*** Opening SUPPLIED MATERIAL ***

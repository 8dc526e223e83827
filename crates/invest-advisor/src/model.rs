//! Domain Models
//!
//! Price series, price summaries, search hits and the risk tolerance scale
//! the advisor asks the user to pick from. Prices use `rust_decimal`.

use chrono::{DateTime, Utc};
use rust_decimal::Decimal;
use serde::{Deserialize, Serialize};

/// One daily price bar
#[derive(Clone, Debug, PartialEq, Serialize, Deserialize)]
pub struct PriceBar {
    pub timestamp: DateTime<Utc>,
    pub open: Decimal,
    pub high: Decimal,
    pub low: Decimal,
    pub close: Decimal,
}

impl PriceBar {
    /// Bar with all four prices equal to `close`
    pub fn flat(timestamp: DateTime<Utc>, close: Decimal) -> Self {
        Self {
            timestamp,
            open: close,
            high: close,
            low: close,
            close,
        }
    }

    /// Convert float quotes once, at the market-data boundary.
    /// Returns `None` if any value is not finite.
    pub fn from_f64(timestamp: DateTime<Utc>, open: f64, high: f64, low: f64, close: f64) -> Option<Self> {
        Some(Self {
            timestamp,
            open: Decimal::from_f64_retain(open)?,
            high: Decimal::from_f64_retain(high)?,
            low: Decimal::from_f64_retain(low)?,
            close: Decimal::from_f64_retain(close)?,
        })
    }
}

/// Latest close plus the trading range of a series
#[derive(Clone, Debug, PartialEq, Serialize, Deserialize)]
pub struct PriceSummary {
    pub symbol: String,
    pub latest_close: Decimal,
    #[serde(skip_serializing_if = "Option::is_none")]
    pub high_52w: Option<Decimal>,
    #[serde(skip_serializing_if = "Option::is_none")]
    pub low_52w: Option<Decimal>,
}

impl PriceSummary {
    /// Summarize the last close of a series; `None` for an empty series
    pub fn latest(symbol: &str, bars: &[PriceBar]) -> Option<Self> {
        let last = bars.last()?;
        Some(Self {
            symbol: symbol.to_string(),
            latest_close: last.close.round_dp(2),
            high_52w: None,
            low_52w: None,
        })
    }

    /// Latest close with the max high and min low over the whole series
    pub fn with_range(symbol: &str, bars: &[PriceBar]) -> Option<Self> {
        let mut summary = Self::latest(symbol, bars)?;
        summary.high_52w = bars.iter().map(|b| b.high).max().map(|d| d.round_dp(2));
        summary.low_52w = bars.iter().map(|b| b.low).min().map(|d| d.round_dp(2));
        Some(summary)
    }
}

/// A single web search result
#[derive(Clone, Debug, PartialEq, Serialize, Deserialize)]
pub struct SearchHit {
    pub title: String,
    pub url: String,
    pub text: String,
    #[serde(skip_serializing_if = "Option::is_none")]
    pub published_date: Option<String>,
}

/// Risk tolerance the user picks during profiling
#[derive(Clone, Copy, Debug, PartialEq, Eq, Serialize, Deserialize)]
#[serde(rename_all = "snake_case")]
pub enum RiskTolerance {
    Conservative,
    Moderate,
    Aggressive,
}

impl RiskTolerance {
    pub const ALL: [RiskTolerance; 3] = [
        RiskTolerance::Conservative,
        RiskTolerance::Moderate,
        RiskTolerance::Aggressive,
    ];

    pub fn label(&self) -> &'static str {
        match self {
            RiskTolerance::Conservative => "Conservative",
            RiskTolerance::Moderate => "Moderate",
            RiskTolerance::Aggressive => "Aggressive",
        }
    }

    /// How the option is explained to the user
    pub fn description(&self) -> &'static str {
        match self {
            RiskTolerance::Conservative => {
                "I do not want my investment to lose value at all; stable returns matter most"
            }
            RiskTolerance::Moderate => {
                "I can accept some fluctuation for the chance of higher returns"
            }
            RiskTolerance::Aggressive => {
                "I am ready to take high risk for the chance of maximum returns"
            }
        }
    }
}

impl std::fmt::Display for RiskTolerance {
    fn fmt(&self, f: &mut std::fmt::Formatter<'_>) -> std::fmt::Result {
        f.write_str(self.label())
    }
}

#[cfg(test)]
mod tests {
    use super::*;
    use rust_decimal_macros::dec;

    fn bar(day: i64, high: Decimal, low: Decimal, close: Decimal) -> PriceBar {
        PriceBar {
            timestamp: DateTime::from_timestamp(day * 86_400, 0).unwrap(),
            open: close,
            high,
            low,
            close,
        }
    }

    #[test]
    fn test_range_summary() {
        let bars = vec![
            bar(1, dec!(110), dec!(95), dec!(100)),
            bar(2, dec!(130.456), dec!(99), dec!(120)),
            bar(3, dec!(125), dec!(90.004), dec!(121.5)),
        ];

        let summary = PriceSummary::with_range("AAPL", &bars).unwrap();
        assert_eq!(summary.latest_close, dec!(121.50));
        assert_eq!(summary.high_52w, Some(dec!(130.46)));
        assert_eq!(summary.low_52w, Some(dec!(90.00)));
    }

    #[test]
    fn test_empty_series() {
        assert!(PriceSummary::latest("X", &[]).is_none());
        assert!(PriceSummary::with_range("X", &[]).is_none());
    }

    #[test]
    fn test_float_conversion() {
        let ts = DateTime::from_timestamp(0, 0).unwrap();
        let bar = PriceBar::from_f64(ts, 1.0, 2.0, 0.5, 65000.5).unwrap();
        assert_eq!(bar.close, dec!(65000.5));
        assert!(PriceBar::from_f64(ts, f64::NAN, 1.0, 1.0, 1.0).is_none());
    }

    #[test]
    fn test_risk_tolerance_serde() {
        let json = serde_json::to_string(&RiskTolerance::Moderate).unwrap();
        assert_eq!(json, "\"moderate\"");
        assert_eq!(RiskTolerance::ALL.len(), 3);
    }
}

*** Closing SUPPLIED MATERIAL ***

▶ [WHAT IS BEING ASKED] Check each line of the records for "symbol" and copy the ones that contain it.

▶ [RESPONSE TO THE TASK]
    pub symbol: String,
    pub fn latest(symbol: &str, bars: &[PriceBar]) -> Option<Self> {
            symbol: symbol.to_string(),
    pub fn with_range(symbol: &str, bars: &[PriceBar]) -> Option<Self> {
        let mut summary = Self::latest(symbol, bars)?;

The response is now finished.